Work instruction
Only the lines below between the ones containing "to a path the" and "self.state = next;", inclusive, are to be reproduced, each exactly as it stands.

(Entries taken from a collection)
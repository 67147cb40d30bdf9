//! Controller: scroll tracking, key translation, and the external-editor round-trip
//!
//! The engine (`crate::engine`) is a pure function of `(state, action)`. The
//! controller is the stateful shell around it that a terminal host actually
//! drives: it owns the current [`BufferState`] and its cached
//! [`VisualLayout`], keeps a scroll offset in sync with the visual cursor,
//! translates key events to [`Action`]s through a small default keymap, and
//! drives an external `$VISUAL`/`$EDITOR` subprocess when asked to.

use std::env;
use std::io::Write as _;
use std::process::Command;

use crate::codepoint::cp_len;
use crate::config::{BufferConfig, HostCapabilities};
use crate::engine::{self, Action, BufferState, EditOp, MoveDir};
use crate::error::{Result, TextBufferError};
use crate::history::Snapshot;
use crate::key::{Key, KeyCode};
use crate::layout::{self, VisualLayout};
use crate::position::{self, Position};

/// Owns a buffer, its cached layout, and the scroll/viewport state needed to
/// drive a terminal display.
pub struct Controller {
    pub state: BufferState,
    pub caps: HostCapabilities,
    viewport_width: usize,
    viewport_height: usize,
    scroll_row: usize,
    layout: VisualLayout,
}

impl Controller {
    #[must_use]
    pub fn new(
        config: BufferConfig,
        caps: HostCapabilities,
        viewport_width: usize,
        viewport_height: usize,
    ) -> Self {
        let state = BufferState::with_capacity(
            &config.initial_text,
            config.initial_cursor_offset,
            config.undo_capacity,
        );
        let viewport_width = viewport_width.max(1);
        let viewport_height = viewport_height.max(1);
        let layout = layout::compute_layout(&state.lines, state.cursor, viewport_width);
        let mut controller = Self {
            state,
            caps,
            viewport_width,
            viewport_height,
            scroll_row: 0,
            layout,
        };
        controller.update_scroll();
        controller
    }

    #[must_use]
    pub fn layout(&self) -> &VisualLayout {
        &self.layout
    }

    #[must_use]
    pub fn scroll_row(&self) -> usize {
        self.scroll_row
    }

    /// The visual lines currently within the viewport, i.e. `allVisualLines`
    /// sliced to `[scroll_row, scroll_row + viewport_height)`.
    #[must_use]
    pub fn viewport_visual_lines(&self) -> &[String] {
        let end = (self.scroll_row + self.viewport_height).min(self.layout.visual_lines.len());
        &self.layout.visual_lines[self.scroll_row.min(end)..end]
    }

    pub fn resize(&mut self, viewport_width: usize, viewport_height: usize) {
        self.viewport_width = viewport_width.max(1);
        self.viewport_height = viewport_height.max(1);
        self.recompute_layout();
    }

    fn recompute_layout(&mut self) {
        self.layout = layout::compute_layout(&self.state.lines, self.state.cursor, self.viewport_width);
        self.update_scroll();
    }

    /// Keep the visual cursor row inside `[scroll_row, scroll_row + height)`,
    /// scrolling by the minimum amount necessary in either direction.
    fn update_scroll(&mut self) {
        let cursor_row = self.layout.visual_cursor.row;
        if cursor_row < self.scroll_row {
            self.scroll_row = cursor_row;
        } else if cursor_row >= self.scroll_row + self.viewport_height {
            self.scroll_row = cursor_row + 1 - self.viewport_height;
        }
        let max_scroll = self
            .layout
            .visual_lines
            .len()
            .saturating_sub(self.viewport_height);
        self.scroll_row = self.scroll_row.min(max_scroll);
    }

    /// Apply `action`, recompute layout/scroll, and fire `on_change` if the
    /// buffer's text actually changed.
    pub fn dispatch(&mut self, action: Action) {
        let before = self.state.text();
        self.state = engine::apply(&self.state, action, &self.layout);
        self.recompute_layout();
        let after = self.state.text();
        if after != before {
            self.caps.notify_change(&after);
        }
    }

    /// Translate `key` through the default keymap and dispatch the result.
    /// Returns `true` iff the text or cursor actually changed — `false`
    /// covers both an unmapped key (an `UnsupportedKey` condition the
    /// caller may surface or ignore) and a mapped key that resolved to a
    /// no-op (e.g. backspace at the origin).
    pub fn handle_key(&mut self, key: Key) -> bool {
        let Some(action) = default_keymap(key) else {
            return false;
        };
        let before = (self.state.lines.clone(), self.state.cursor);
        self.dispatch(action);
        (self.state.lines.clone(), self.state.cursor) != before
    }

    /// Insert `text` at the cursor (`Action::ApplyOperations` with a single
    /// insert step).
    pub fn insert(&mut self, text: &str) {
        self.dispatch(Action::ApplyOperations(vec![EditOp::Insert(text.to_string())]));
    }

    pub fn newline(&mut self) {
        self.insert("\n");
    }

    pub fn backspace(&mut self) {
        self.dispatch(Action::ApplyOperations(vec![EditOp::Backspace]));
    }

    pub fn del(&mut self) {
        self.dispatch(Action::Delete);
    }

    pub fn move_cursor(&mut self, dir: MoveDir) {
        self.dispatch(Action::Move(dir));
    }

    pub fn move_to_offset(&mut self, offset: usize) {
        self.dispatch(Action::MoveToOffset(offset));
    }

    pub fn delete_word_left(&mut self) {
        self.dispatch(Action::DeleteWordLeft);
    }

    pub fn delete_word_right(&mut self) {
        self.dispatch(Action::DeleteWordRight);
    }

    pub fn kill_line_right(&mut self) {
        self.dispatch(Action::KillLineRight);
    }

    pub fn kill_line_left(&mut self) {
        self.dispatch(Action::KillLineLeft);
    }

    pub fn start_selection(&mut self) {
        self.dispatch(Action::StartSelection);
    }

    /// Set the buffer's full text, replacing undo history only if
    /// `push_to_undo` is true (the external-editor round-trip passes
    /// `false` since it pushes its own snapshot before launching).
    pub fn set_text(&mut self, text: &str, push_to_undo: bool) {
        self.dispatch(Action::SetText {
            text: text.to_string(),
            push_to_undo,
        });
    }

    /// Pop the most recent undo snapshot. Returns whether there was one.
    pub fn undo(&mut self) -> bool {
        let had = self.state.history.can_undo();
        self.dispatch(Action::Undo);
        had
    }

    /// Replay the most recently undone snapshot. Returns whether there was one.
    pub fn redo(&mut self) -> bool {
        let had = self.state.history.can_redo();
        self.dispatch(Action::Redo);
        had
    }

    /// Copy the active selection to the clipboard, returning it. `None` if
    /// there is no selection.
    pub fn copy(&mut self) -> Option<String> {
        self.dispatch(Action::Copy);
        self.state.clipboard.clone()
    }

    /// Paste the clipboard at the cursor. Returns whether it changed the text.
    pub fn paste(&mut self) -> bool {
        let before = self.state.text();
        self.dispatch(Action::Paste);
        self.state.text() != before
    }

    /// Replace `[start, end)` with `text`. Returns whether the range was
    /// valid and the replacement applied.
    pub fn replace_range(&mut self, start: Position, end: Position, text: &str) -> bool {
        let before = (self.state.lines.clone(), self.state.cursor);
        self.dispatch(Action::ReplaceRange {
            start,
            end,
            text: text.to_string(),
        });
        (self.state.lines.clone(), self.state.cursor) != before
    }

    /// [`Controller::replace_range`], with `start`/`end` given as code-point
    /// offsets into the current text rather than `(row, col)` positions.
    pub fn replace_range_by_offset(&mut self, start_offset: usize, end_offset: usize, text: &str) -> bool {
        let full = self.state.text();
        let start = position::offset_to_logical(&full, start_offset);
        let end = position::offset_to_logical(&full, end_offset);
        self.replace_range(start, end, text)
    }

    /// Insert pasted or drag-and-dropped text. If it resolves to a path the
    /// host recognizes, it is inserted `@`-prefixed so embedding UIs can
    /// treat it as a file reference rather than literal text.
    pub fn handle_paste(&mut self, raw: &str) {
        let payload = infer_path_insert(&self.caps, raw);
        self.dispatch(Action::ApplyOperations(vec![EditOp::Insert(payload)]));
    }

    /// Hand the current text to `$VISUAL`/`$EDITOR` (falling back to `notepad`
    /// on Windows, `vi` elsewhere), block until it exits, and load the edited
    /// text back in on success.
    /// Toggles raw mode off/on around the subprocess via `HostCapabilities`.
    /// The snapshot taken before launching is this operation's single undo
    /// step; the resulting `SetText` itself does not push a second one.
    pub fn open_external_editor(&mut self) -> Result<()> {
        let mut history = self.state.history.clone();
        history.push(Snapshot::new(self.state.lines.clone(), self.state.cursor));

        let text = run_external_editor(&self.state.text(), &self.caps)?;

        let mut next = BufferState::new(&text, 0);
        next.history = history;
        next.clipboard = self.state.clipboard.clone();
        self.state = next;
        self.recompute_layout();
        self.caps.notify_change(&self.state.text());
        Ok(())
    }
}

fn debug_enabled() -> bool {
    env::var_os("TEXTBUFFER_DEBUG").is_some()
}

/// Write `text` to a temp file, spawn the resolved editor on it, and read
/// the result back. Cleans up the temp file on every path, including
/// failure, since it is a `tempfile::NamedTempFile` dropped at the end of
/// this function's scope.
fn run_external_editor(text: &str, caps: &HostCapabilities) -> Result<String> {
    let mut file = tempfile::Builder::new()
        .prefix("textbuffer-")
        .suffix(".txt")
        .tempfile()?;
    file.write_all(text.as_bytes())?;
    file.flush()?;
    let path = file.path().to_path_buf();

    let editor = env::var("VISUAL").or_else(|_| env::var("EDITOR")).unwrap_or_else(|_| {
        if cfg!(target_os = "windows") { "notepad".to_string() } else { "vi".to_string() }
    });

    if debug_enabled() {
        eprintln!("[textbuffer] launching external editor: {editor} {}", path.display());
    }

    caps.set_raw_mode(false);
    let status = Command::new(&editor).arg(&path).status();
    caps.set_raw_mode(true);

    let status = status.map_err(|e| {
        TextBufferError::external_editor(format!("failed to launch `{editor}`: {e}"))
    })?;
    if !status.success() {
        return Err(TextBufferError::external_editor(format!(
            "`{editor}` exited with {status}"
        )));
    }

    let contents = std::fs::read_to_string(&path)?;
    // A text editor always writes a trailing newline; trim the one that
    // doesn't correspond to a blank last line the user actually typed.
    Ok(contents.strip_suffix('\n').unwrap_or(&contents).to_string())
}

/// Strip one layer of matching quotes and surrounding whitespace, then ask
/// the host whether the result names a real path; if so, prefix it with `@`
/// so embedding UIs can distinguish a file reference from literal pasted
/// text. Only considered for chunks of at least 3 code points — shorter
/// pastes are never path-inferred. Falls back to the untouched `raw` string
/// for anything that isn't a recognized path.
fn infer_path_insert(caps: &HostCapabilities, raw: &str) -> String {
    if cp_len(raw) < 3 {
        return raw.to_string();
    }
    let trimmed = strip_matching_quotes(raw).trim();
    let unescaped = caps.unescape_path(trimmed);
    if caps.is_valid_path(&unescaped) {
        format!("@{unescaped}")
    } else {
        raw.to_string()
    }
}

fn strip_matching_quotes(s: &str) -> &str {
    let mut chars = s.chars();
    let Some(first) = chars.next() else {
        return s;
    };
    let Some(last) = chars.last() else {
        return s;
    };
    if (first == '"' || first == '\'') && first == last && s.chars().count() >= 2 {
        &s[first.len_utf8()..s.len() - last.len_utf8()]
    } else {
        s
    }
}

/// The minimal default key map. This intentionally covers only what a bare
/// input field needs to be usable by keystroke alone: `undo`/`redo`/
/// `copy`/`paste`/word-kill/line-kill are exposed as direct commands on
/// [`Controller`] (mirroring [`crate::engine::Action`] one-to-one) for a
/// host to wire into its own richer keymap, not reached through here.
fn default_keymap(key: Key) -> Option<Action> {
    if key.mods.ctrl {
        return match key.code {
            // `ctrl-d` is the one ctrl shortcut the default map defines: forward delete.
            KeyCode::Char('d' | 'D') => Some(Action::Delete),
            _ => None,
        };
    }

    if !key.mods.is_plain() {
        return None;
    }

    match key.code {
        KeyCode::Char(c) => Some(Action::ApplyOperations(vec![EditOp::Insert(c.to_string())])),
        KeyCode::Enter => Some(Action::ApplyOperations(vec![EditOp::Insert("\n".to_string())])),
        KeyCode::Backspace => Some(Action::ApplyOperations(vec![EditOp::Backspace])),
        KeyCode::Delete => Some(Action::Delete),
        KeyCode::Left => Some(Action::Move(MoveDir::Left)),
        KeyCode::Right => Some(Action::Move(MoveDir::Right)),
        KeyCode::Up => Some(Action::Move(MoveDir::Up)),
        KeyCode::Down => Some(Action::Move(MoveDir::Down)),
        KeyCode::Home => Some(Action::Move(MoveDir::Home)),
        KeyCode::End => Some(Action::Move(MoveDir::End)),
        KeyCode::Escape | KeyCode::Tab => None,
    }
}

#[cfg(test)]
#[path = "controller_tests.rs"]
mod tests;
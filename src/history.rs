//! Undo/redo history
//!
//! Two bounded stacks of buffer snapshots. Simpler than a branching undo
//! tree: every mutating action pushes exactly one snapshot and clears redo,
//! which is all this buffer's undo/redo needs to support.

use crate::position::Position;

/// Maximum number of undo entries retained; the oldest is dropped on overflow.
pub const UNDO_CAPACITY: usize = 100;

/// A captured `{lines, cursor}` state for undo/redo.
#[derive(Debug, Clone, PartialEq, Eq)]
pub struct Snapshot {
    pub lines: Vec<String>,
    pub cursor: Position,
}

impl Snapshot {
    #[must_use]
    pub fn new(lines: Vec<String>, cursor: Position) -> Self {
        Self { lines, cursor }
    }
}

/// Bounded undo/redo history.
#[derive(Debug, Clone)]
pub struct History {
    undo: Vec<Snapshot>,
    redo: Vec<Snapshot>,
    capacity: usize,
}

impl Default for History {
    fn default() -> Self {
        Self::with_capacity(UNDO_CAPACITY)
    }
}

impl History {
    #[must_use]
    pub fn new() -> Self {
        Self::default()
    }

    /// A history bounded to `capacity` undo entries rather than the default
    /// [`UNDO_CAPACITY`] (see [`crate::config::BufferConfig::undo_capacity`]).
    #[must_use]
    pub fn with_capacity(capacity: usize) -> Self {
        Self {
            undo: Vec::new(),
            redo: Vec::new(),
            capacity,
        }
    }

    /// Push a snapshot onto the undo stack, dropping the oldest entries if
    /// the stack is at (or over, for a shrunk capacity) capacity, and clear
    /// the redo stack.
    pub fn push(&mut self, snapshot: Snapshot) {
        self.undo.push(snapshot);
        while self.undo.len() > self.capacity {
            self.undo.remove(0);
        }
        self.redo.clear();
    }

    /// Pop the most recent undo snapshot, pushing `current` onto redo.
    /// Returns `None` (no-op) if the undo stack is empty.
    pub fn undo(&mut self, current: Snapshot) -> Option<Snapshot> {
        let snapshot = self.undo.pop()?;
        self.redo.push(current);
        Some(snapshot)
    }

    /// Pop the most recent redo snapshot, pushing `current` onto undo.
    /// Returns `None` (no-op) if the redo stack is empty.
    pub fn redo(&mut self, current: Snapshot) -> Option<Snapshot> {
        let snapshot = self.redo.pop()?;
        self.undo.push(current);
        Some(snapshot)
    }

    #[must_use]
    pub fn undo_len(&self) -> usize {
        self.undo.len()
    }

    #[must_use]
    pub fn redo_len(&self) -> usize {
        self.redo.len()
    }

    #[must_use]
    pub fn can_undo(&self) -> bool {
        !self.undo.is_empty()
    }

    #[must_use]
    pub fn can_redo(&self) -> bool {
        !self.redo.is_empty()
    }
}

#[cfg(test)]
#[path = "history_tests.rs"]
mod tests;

Exercise result
    /// Insert pasted or drag-and-dropped text. If it resolves to a path the
    /// host recognizes, it is inserted `@`-prefixed so embedding UIs can
    /// treat it as a file reference rather than literal text.
    pub fn handle_paste(&mut self, raw: &str) {
        let payload = infer_path_insert(&self.caps, raw);
        self.dispatch(Action::ApplyOperations(vec![EditOp::Insert(payload)]));
    }

    /// Hand the current text to `$VISUAL`/`$EDITOR` (falling back to `notepad`
    /// on Windows, `vi` elsewhere), block until it exits, and load the edited
    /// text back in on success.
    /// Toggles raw mode off/on around the subprocess via `HostCapabilities`.
    /// The snapshot taken before launching is this operation's single undo
    /// step; the resulting `SetText` itself does not push a second one.
    pub fn open_external_editor(&mut self) -> Result<()> {
        let mut history = self.state.history.clone();
        history.push(Snapshot::new(self.state.lines.clone(), self.state.cursor));

        let text = run_external_editor(&self.state.text(), &self.caps)?;

        let mut next = BufferState::new(&text, 0);
        next.history = history;
        next.clipboard = self.state.clipboard.clone();
        self.state = next;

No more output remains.